A 25 años del 11-S: las reglas de seguridad aérea que el viajero argentino debe conocer
Los controles impuestos tras los atentados en Estados Unidos se convirtieron en parte del trámite habitual de cualquier vuelo. Un repaso por las medidas vigentes y los tiempos de anticipación recomendados para no llegar justo.
Veinticinco años después de los atentados del 11 de septiembre de 2001 en Estados Unidos, buena parte de los controles que se aplican hoy en los aeropuertos del mundo descienden de manera directa de lo ocurrido ese día. Lo que nació como una respuesta de emergencia se transformó en un protocolo cotidiano que el viajero debe conocer antes de llegar a la terminal.
Cómo se reorganizó la seguridad en los aeropuertos
En noviembre de 2001, dos meses después de los ataques, Estados Unidos creó la Administración de Seguridad del Transporte (Transportation Security Administration, TSA), un organismo federal que reemplazó a las empresas privadas que hasta entonces se encargaban de los controles. La medida instaló un cuerpo de inspectores estatales y marcó un estándar que, con variantes, adoptaron la mayoría de los países, entre ellos la Argentina, donde la seguridad aeroportuaria quedó en manos de la Policía de Seguridad Aeroportuaria (PSA).
Episidios clave que definieron las reglas actuales
Dos hechos posteriores terminaron de moldear el ritual de paso por el escáner. El primero fue el intento de un pasajero de detonar explosivos ocultos en el calzado durante un vuelo interno en Estados Unidos en diciembre de 2001. A partir de allí, varios países dispusieron el retiro obligatorio de los zapatos en los controles. El segundo fue el desmantelamiento en agosto de 2006 de un plan para detonar artefactos con explosivos líquidos en vuelos transatlánticos entre el Reino Unido y Estados Unidos. De esa pesquisa proviene la regla de los 100 mililitros que rige en la mayoría de las terminales internacionales.
- Líquidos, geles y aerosoles: solo se admiten en envases individuales de hasta 100 mililitros, dentro de una bolsa plástica transparente resellable de un litro como máximo.
- Calzado: en la mayoría de los controles internacionales debe retirarse y colocarse en la bandeja junto con el abrigo.
- Dispositivos electrónicos: laptops, tablets y cámaras grandes se sacan de la mochila y se escanean por separado.

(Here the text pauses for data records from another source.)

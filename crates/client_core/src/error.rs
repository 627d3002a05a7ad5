use shared::domain::{ClientMessageKey, RequestId};
use thiserror::Error;

/// The event channel could not carry a request.
#[derive(Debug, Clone, PartialEq, Eq, Error)]
pub enum ChannelError {
    #[error("event channel is not connected")]
    Disconnected,
    #[error("event channel was closed for this session")]
    Closed,
}

#[derive(Debug, Error)]
pub enum SyncError {
    #[error("failed to issue {kind} request: {source}")]
    Transport {
        kind: &'static str,
        #[source]
        source: ChannelError,
    },
    #[error("history response {0} does not match any pending request")]
    StaleHistoryResponse(RequestId),
    #[error("send confirmation for {0} does not match any pending message")]
    StaleSendConfirmation(ClientMessageKey),
    #[error("{count} timeline entries carry correlation key {key}")]
    AmbiguousCorrelationKey { key: ClientMessageKey, count: usize },
}

impl SyncError {
    /// Stale responses are expected after a conversation switch and are not
    /// surfaced to the user.
    pub fn is_stale(&self) -> bool {
        matches!(
            self,
            SyncError::StaleHistoryResponse(_) | SyncError::StaleSendConfirmation(_)
        )
    }
}
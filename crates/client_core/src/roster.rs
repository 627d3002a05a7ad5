//! Contact list built from the server's history and presence snapshots.

use std::{cmp::Ordering, collections::HashMap};

use chrono::{DateTime, Utc};
use serde::{Deserialize, Serialize};
use shared::{
    domain::{LocalIdentity, UserId},
    protocol::ContactSummary,
};
use tracing::{debug, warn};

#[derive(Debug, Clone, PartialEq, Eq, Serialize, Deserialize)]
pub struct Contact {
    pub user_id: UserId,
    pub email: String,
    pub username: String,
    pub online: bool,
    pub unread_count: u32,
    pub latest_timestamp: Option<DateTime<Utc>>,
}

impl Contact {
    /// Email when known, otherwise the username, otherwise the raw id.
    pub fn display_name(&self) -> &str {
        if !self.email.is_empty() {
            &self.email
        } else if !self.username.is_empty() {
            &self.username
        } else {
            self.user_id.as_str()
        }
    }
}

#[derive(Debug, Clone, Copy)]
enum SnapshotKind {
    History,
    Presence,
}

impl SnapshotKind {
    fn label(self) -> &'static str {
        match self {
            SnapshotKind::History => "history",
            SnapshotKind::Presence => "presence",
        }
    }
}

fn summary_identity(summary: &ContactSummary, kind: SnapshotKind) -> Option<UserId> {
    match &summary.user_id {
        Some(user_id) if !user_id.is_blank() => Some(user_id.clone()),
        _ => {
            warn!(
                snapshot = kind.label(),
                email = %summary.email,
                "roster: dropping contact summary without user id"
            );
            None
        }
    }
}

fn overlay_presence(existing: &mut Contact, summary: &ContactSummary) {
    if !summary.email.is_empty() {
        existing.email = summary.email.clone();
    }
    if !summary.username.is_empty() {
        existing.username = summary.username.clone();
    }
    if let Some(unread_count) = summary.unread_count {
        existing.unread_count = unread_count;
    }
    if let Some(latest) = summary.latest_timestamp {
        if existing.latest_timestamp.map_or(true, |known| latest > known) {
            existing.latest_timestamp = Some(latest);
        }
    }
    existing.online = true;
}

fn recency_order(a: &Contact, b: &Contact) -> Ordering {
    match (a.latest_timestamp, b.latest_timestamp) {
        (Some(a), Some(b)) => b.cmp(&a),
        (Some(_), None) => Ordering::Less,
        (None, Some(_)) => Ordering::Greater,
        (None, None) => Ordering::Equal,
    }
}

/// Merges the two snapshots into an ordered, de-duplicated contact list.
///
/// Contacts with a last-message time come first, newest first; the rest keep
/// the order in which they were first seen. The local user is never listed.
pub fn merge_contacts(
    history: &[ContactSummary],
    presence: &[ContactSummary],
    local: &LocalIdentity,
) -> Vec<Contact> {
    let mut contacts: Vec<Contact> = Vec::with_capacity(history.len() + presence.len());
    let mut slots: HashMap<UserId, usize> = HashMap::new();

    for summary in history {
        let Some(user_id) = summary_identity(summary, SnapshotKind::History) else {
            continue;
        };
        if local.is(&user_id) {
            debug!(user_id = %user_id, "roster: skipping local user in history snapshot");
            continue;
        }
        let contact = Contact {
            user_id: user_id.clone(),
            email: summary.email.clone(),
            username: summary.username.clone(),
            online: false,
            unread_count: summary.unread_count.unwrap_or(0),
            latest_timestamp: summary.latest_timestamp,
        };
        match slots.get(&user_id) {
            Some(&slot) => contacts[slot] = contact,
            None => {
                slots.insert(user_id, contacts.len());
                contacts.push(contact);
            }
        }
    }

    for summary in presence {
        let Some(user_id) = summary_identity(summary, SnapshotKind::Presence) else {
            continue;
        };
        if local.is(&user_id) {
            continue;
        }
        match slots.get(&user_id) {
            Some(&slot) => overlay_presence(&mut contacts[slot], summary),
            None => {
                slots.insert(user_id.clone(), contacts.len());
                contacts.push(Contact {
                    user_id,
                    email: summary.email.clone(),
                    username: summary.username.clone(),
                    online: true,
                    unread_count: 0,
                    latest_timestamp: summary.latest_timestamp,
                });
            }
        }
    }

    contacts.sort_by(recency_order);
    contacts
}

/// Latest snapshot pair plus the merged view derived from it.
#[derive(Debug, Clone)]
pub struct Roster {
    local: LocalIdentity,
    history: Vec<ContactSummary>,
    presence: Vec<ContactSummary>,
    contacts: Vec<Contact>,
}

impl Roster {
    pub fn new(local: LocalIdentity) -> Self {
        Self {
            local,
            history: Vec::new(),
            presence: Vec::new(),
            contacts: Vec::new(),
        }
    }

    pub fn local_identity(&self) -> &LocalIdentity {
        &self.local
    }

    pub fn apply_history(&mut self, users: Vec<ContactSummary>) -> &[Contact] {
        self.history = users;
        self.remerge()
    }

    pub fn apply_presence(&mut self, users: Vec<ContactSummary>) -> &[Contact] {
        self.presence = users;
        self.remerge()
    }

    pub fn contacts(&self) -> &[Contact] {
        &self.contacts
    }

    pub fn find(&self, user_id: &UserId) -> Option<&Contact> {
        self.contacts.iter().find(|contact| &contact.user_id == user_id)
    }

    pub fn clear(&mut self) {
        self.history.clear();
        self.presence.clear();
        self.contacts.clear();
    }

    fn remerge(&mut self) -> &[Contact] {
        self.contacts = merge_contacts(&self.history, &self.presence, &self.local);
        debug!(
            contacts = self.contacts.len(),
            online = self.contacts.iter().filter(|c| c.online).count(),
            "roster: merged snapshots"
        );
        &self.contacts
    }
}

#[cfg(test)]
#[path = "tests/roster_tests.rs"]
mod tests;
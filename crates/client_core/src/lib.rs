use std::{ops::ControlFlow, sync::Arc, time::Duration};

use shared::{
    domain::{LocalIdentity, UserId},
    protocol::ServerEvent,
};
use tokio::sync::{broadcast, mpsc};
use tracing::{debug, info, warn};

pub mod auth;
pub mod channel;
pub mod conversation;
pub mod error;
pub mod reconnect;
pub mod roster;
pub mod transport;

pub use auth::AuthGate;
pub use channel::{CommandSink, OutboundChannel};
pub use conversation::{
    ConversationSync, Delivery, Message, Notification, SyncEffect, SyncPhase, SyncSettings,
    TimelineChange,
};
pub use error::{ChannelError, SyncError};
pub use reconnect::ReconnectPolicy;
pub use roster::{Contact, Roster};
pub use transport::{
    websocket_url, ChannelConnector, ChannelHandle, TransportEvent, WebSocketConnector,
};

/// Intents from the presentation layer.
#[derive(Debug, Clone, PartialEq, Eq)]
pub enum UiCommand {
    SelectPeer(UserId),
    Deselect,
    SendMessage(String),
    /// The timeline was scrolled close to its oldest loaded message.
    LoadOlder,
    DismissNotification,
    Logout,
}

#[derive(Debug, Clone, Copy, PartialEq, Eq)]
pub enum ConnectionState {
    Connecting,
    Connected,
    Disconnected,
    /// Reconnect attempts are exhausted.
    Failed,
}

/// Why [`ChatClient::run`] returned.
#[derive(Debug, Clone, PartialEq, Eq)]
pub enum SessionEnd {
    LoggedOut,
    /// The server rejected the session credentials.
    Rejected(String),
    ConnectionLost,
    CommandsClosed,
}

#[derive(Debug, Clone)]
pub enum ClientEvent {
    ConnectionStateChanged(ConnectionState),
    RosterUpdated(Vec<Contact>),
    ConversationChanged {
        peer: Option<Contact>,
    },
    TimelineUpdated {
        change: TimelineChange,
        phase: SyncPhase,
        messages: Vec<Message>,
    },
    Notification {
        notification: Notification,
        display_name: String,
    },
    NotificationDismissed,
    AudibleAlert,
    SessionEnded(SessionEnd),
    Error(String),
}

/// Owns the roster and the active conversation for one signed-in session and
/// drives them from the event channel and the presentation layer's commands.
pub struct ChatClient {
    connector: Arc<dyn ChannelConnector>,
    policy: ReconnectPolicy,
    outbound: OutboundChannel,
    roster: Roster,
    conversation: ConversationSync,
    events: broadcast::Sender<ClientEvent>,
}

impl ChatClient {
    pub fn new(
        local: LocalIdentity,
        settings: SyncSettings,
        policy: ReconnectPolicy,
        connector: Arc<dyn ChannelConnector>,
    ) -> Self {
        let (events, _) = broadcast::channel(1024);
        let outbound = OutboundChannel::new();
        let conversation =
            ConversationSync::new(local.clone(), settings, Arc::new(outbound.clone()));
        Self {
            connector,
            policy,
            outbound,
            roster: Roster::new(local),
            conversation,
            events,
        }
    }

    pub fn subscribe_events(&self) -> broadcast::Receiver<ClientEvent> {
        self.events.subscribe()
    }

    pub fn roster(&self) -> &Roster {
        &self.roster
    }

    pub fn conversation(&self) -> &ConversationSync {
        &self.conversation
    }

    /// Connects and serves the session until logout, credential rejection,
    /// exhausted reconnects or the command stream closing.
    pub async fn run(mut self, mut commands: mpsc::Receiver<UiCommand>) -> SessionEnd {
        let mut attempt: u32 = 0;
        let mut connected_before = false;
        loop {
            self.set_connection(ConnectionState::Connecting);
            match self.connector.connect().await {
                Ok(mut handle) => {
                    attempt = 0;
                    self.outbound.attach(handle.outbound.clone());
                    self.set_connection(ConnectionState::Connected);
                    if connected_before && self.policy.resync_on_reconnect {
                        self.conversation.resync();
                        self.flush_effects();
                    }
                    connected_before = true;

                    let flow = self.serve(&mut handle, &mut commands).await;
                    self.outbound.detach();
                    handle.close();
                    if let ControlFlow::Break(end) = flow {
                        return self.shutdown(end);
                    }
                    self.set_connection(ConnectionState::Disconnected);
                }
                Err(err) => warn!(attempt, "transport: connect failed: {err:#}"),
            }

            let Some(delay) = self.policy.delay_for(attempt) else {
                self.set_connection(ConnectionState::Failed);
                return self.shutdown(SessionEnd::ConnectionLost);
            };
            attempt += 1;
            debug!(attempt, delay_ms = delay.as_millis() as u64, "transport: reconnecting after delay");
            if let ControlFlow::Break(end) = self.idle_for(delay, &mut commands).await {
                return self.shutdown(end);
            }
        }
    }

    async fn serve(
        &mut self,
        handle: &mut ChannelHandle,
        commands: &mut mpsc::Receiver<UiCommand>,
    ) -> ControlFlow<SessionEnd> {
        loop {
            tokio::select! {
                event = handle.inbound.recv() => match event {
                    Some(TransportEvent::Frame(event)) => {
                        if let ControlFlow::Break(end) = self.handle_server_event(event) {
                            return ControlFlow::Break(end);
                        }
                    }
                    Some(TransportEvent::Closed { reason }) => {
                        warn!(%reason, "transport: event channel dropped");
                        return ControlFlow::Continue(());
                    }
                    None => return ControlFlow::Continue(()),
                },
                command = commands.recv() => match command {
                    Some(command) => {
                        if let ControlFlow::Break(end) = self.handle_command(command) {
                            return ControlFlow::Break(end);
                        }
                    }
                    None => return ControlFlow::Break(SessionEnd::CommandsClosed),
                },
            }
        }
    }

    /// Keeps serving commands while waiting out a reconnect delay.
    async fn idle_for(
        &mut self,
        delay: Duration,
        commands: &mut mpsc::Receiver<UiCommand>,
    ) -> ControlFlow<SessionEnd> {
        let sleep = tokio::time::sleep(delay);
        tokio::pin!(sleep);
        loop {
            tokio::select! {
                _ = &mut sleep => return ControlFlow::Continue(()),
                command = commands.recv() => match command {
                    Some(command) => {
                        if let ControlFlow::Break(end) = self.handle_command(command) {
                            return ControlFlow::Break(end);
                        }
                    }
                    None => return ControlFlow::Break(SessionEnd::CommandsClosed),
                },
            }
        }
    }

    pub fn handle_server_event(&mut self, event: ServerEvent) -> ControlFlow<SessionEnd> {
        match event {
            ServerEvent::OnlineUsers { users } => {
                let contacts = self.roster.apply_presence(users).to_vec();
                let _ = self.events.send(ClientEvent::RosterUpdated(contacts));
            }
            ServerEvent::HistoryUsers { users } => {
                let contacts = self.roster.apply_history(users).to_vec();
                let _ = self.events.send(ClientEvent::RosterUpdated(contacts));
            }
            ServerEvent::MessagesHistorical {
                request_id,
                messages,
                next_page,
            } => {
                if let Err(err) = self.conversation.apply_history(request_id, messages, next_page)
                {
                    self.report_sync_error(err);
                }
            }
            ServerEvent::PrivateMessage { message } => self.conversation.receive(message),
            ServerEvent::MessagesRead {
                message_ids,
                read_time,
                from,
            } => {
                self.conversation
                    .apply_read_receipt(&message_ids, read_time, &from);
            }
            ServerEvent::PrivateMessageAck {
                client_key,
                id,
                timestamp,
            } => {
                if let Err(err) = self.conversation.confirm_send(client_key, id, timestamp) {
                    self.report_sync_error(err);
                }
            }
            ServerEvent::Error(err) if err.ends_session() => {
                warn!(code = ?err.code, "session: rejected by server: {}", err.message);
                return ControlFlow::Break(SessionEnd::Rejected(err.message));
            }
            ServerEvent::Error(err) => {
                warn!(code = ?err.code, "session: server error: {}", err.message);
                let _ = self.events.send(ClientEvent::Error(err.to_string()));
            }
        }
        self.flush_effects();
        ControlFlow::Continue(())
    }

    pub fn handle_command(&mut self, command: UiCommand) -> ControlFlow<SessionEnd> {
        match command {
            UiCommand::SelectPeer(user_id) => match self.roster.find(&user_id).cloned() {
                Some(peer) => {
                    self.conversation.select_peer(peer.clone());
                    let _ = self
                        .events
                        .send(ClientEvent::ConversationChanged { peer: Some(peer) });
                }
                None => {
                    let _ = self
                        .events
                        .send(ClientEvent::Error(format!("unknown contact: {user_id}")));
                }
            },
            UiCommand::Deselect => {
                self.conversation.deselect();
                let _ = self
                    .events
                    .send(ClientEvent::ConversationChanged { peer: None });
            }
            UiCommand::SendMessage(content) => {
                self.conversation.send(&content);
            }
            UiCommand::LoadOlder => {
                self.conversation.load_older();
            }
            UiCommand::DismissNotification => {
                if self.conversation.dismiss_notification() {
                    let _ = self.events.send(ClientEvent::NotificationDismissed);
                }
            }
            UiCommand::Logout => return ControlFlow::Break(SessionEnd::LoggedOut),
        }
        self.flush_effects();
        ControlFlow::Continue(())
    }

    fn flush_effects(&mut self) {
        for effect in self.conversation.drain_effects() {
            let event = match effect {
                SyncEffect::Timeline(change) => ClientEvent::TimelineUpdated {
                    change,
                    phase: self.conversation.phase(),
                    messages: self.conversation.messages().to_vec(),
                },
                SyncEffect::Notification(notification) => {
                    let display_name = self
                        .roster
                        .find(&notification.from)
                        .map(|contact| contact.display_name().to_string())
                        .unwrap_or_else(|| notification.from.to_string());
                    ClientEvent::Notification {
                        notification,
                        display_name,
                    }
                }
                SyncEffect::AudibleAlert => ClientEvent::AudibleAlert,
                SyncEffect::RequestFailed { kind, error } => {
                    ClientEvent::Error(format!("{kind} request failed: {error}"))
                }
            };
            let _ = self.events.send(event);
        }
    }

    fn report_sync_error(&self, err: SyncError) {
        if err.is_stale() {
            debug!("conversation: {err}");
        } else {
            warn!("conversation: {err}");
            let _ = self.events.send(ClientEvent::Error(err.to_string()));
        }
    }

    fn set_connection(&self, state: ConnectionState) {
        info!(?state, "transport: connection state changed");
        let _ = self.events.send(ClientEvent::ConnectionStateChanged(state));
    }

    fn shutdown(mut self, end: SessionEnd) -> SessionEnd {
        info!(?end, "session: ended");
        self.outbound.close();
        self.conversation.deselect();
        self.conversation.drain_effects();
        self.roster.clear();
        let _ = self.events.send(ClientEvent::SessionEnded(end.clone()));
        end
    }
}

#[cfg(test)]
#[path = "tests/lib_tests.rs"]
mod tests;
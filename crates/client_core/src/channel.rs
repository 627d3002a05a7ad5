//! Outbound half of the session's event channel.

use std::sync::{Arc, Mutex};

use shared::protocol::ClientRequest;
use tokio::sync::mpsc;
use tracing::{debug, warn};

use crate::error::ChannelError;

/// Anything that can carry a request to the server.
pub trait CommandSink: Send + Sync {
    fn submit(&self, request: ClientRequest) -> Result<(), ChannelError>;
}

#[derive(Debug)]
enum SinkState {
    Detached,
    Attached(mpsc::UnboundedSender<ClientRequest>),
    Closed,
}

/// Owned handle to the outbound side of the channel.
///
/// The transport writer is attached on connect and detached on disconnect;
/// `close` ends the handle for the rest of the session.
#[derive(Debug, Clone)]
pub struct OutboundChannel {
    state: Arc<Mutex<SinkState>>,
}

impl Default for OutboundChannel {
    fn default() -> Self {
        Self::new()
    }
}

impl OutboundChannel {
    pub fn new() -> Self {
        Self {
            state: Arc::new(Mutex::new(SinkState::Detached)),
        }
    }

    pub fn attach(&self, writer: mpsc::UnboundedSender<ClientRequest>) {
        let mut state = self.lock();
        if matches!(*state, SinkState::Closed) {
            warn!("transport: attach ignored on closed outbound channel");
            return;
        }
        *state = SinkState::Attached(writer);
    }

    pub fn detach(&self) {
        let mut state = self.lock();
        if matches!(*state, SinkState::Attached(_)) {
            *state = SinkState::Detached;
        }
    }

    pub fn close(&self) {
        *self.lock() = SinkState::Closed;
    }

    pub fn is_attached(&self) -> bool {
        matches!(*self.lock(), SinkState::Attached(_))
    }

    fn lock(&self) -> std::sync::MutexGuard<'_, SinkState> {
        // State is replaced whole, so a poisoned value is still consistent.
        self.state.lock().unwrap_or_else(|poisoned| poisoned.into_inner())
    }
}

impl CommandSink for OutboundChannel {
    fn submit(&self, request: ClientRequest) -> Result<(), ChannelError> {
        let mut state = self.lock();
        match &*state {
            SinkState::Attached(writer) => {
                let kind = request.kind();
                if writer.send(request).is_err() {
                    *state = SinkState::Detached;
                    return Err(ChannelError::Disconnected);
                }
                debug!(kind, "transport: request queued");
                Ok(())
            }
            SinkState::Detached => Err(ChannelError::Disconnected),
            SinkState::Closed => Err(ChannelError::Closed),
        }
    }
}
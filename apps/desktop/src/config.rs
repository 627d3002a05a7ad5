use std::{collections::HashMap, fs, path::{Path, PathBuf}, time::Duration};

use client_core::{ReconnectPolicy, SyncSettings};

#[derive(Debug, Clone, PartialEq, Eq)]
pub struct Settings {
    pub server_url: String,
    pub ws_path: String,
    pub page_size: u32,
    pub preview_limit: usize,
    pub reconnect_initial_ms: u64,
    pub reconnect_max_ms: u64,
    /// Zero retries forever.
    pub reconnect_max_attempts: u32,
    pub log_filter: String,
    pub session_file: Option<PathBuf>,
}

impl Default for Settings {
    fn default() -> Self {
        let sync = SyncSettings::default();
        let reconnect = ReconnectPolicy::default();
        Self {
            server_url: "http://127.0.0.1:3001".into(),
            ws_path: "/ws".into(),
            page_size: sync.page_size,
            preview_limit: sync.preview_limit,
            reconnect_initial_ms: reconnect.initial_delay.as_millis() as u64,
            reconnect_max_ms: reconnect.max_delay.as_millis() as u64,
            reconnect_max_attempts: reconnect.max_attempts.unwrap_or(0),
            log_filter: "info".into(),
            session_file: None,
        }
    }
}

impl Settings {
    pub fn sync_settings(&self) -> SyncSettings {
        SyncSettings {
            page_size: self.page_size.max(1),
            preview_limit: self.preview_limit,
        }
    }

    pub fn reconnect_policy(&self) -> ReconnectPolicy {
        ReconnectPolicy {
            initial_delay: Duration::from_millis(self.reconnect_initial_ms),
            max_delay: Duration::from_millis(self.reconnect_max_ms),
            max_attempts: (self.reconnect_max_attempts > 0).then_some(self.reconnect_max_attempts),
            ..ReconnectPolicy::default()
        }
    }

    fn apply_file(&mut self, file_cfg: &HashMap<String, String>) {
        if let Some(v) = file_cfg.get("server_url") {
            self.server_url = v.clone();
        }
        if let Some(v) = file_cfg.get("ws_path") {
            self.ws_path = v.clone();
        }
        if let Some(v) = file_cfg.get("page_size").and_then(|v| v.parse().ok()) {
            self.page_size = v;
        }
        if let Some(v) = file_cfg.get("preview_limit").and_then(|v| v.parse().ok()) {
            self.preview_limit = v;
        }
        if let Some(v) = file_cfg.get("reconnect_initial_ms").and_then(|v| v.parse().ok()) {
            self.reconnect_initial_ms = v;
        }
        if let Some(v) = file_cfg.get("reconnect_max_ms").and_then(|v| v.parse().ok()) {
            self.reconnect_max_ms = v;
        }
        if let Some(v) = file_cfg
            .get("reconnect_max_attempts")
            .and_then(|v| v.parse().ok())
        {
            self.reconnect_max_attempts = v;
        }
        if let Some(v) = file_cfg.get("log_filter") {
            self.log_filter = v.clone();
        }
        if let Some(v) = file_cfg.get("session_file") {
            self.session_file = Some(PathBuf::from(v));
        }
    }

    fn apply_env(&mut self, var: impl Fn(&str) -> Option<String>) {
        if let Some(v) = var("CHAT_SERVER_URL") {
            self.server_url = v;
        }
        if let Some(v) = var("APP__SERVER_URL") {
            self.server_url = v;
        }
        if let Some(v) = var("APP__WS_PATH") {
            self.ws_path = v;
        }
        if let Some(v) = var("APP__PAGE_SIZE").and_then(|v| v.parse().ok()) {
            self.page_size = v;
        }
        if let Some(v) = var("APP__PREVIEW_LIMIT").and_then(|v| v.parse().ok()) {
            self.preview_limit = v;
        }
        if let Some(v) = var("APP__RECONNECT_INITIAL_MS").and_then(|v| v.parse().ok()) {
            self.reconnect_initial_ms = v;
        }
        if let Some(v) = var("APP__RECONNECT_MAX_MS").and_then(|v| v.parse().ok()) {
            self.reconnect_max_ms = v;
        }
        if let Some(v) = var("APP__RECONNECT_MAX_ATTEMPTS").and_then(|v| v.parse().ok()) {
            self.reconnect_max_attempts = v;
        }
        if let Some(v) = var("APP__LOG_FILTER") {
            self.log_filter = v;
        }
        if let Some(v) = var("CHAT_SESSION_FILE") {
            self.session_file = Some(PathBuf::from(v));
        }
        if let Some(v) = var("APP__SESSION_FILE") {
            self.session_file = Some(PathBuf::from(v));
        }
    }
}

/// Defaults, overlaid by `config_path` (a flat TOML string table) when it
/// exists, then by environment variables.
pub fn load_settings(config_path: &Path) -> Settings {
    let mut settings = Settings::default();

    if let Ok(raw) = fs::read_to_string(config_path) {
        if let Ok(file_cfg) = toml::from_str::<HashMap<String, String>>(&raw) {
            settings.apply_file(&file_cfg);
        }
    }
    settings.apply_env(|key| std::env::var(key).ok());

    settings
}

#[cfg(test)]
#[path = "tests/config_tests.rs"]
mod tests;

- Objetos punzantes: tijeras, cortaplumas y similares quedan prohibidos en el cabina; solo pueden ir en el equipaje despachado.
- Puerta de la cabina de vuelo: reforzada y de acceso restringido durante todo el trayecto; las tripulaciones cuentan con entrenamiento específico para situaciones de conflicto a bordo.
Tiempos de anticipación y margen ante imprevistos
El material consultado recuerda que los controles más exhaustivos extienden los tiempos de paso. La recomendación general para vuelos internacionales es presentarse en el aeropuerto con al menos tres horas de anticipación, y para vuelos de cabotaje, con dos. En temporada alta o en horarios pico, conviene añadir un margen adicional. En el caso argentino, los plazos sugeridos por las compañías suelen coincidir con esos parámetros, aunque el tiempo de fila en el área de inspección puede variar según la terminal y la franja horaria.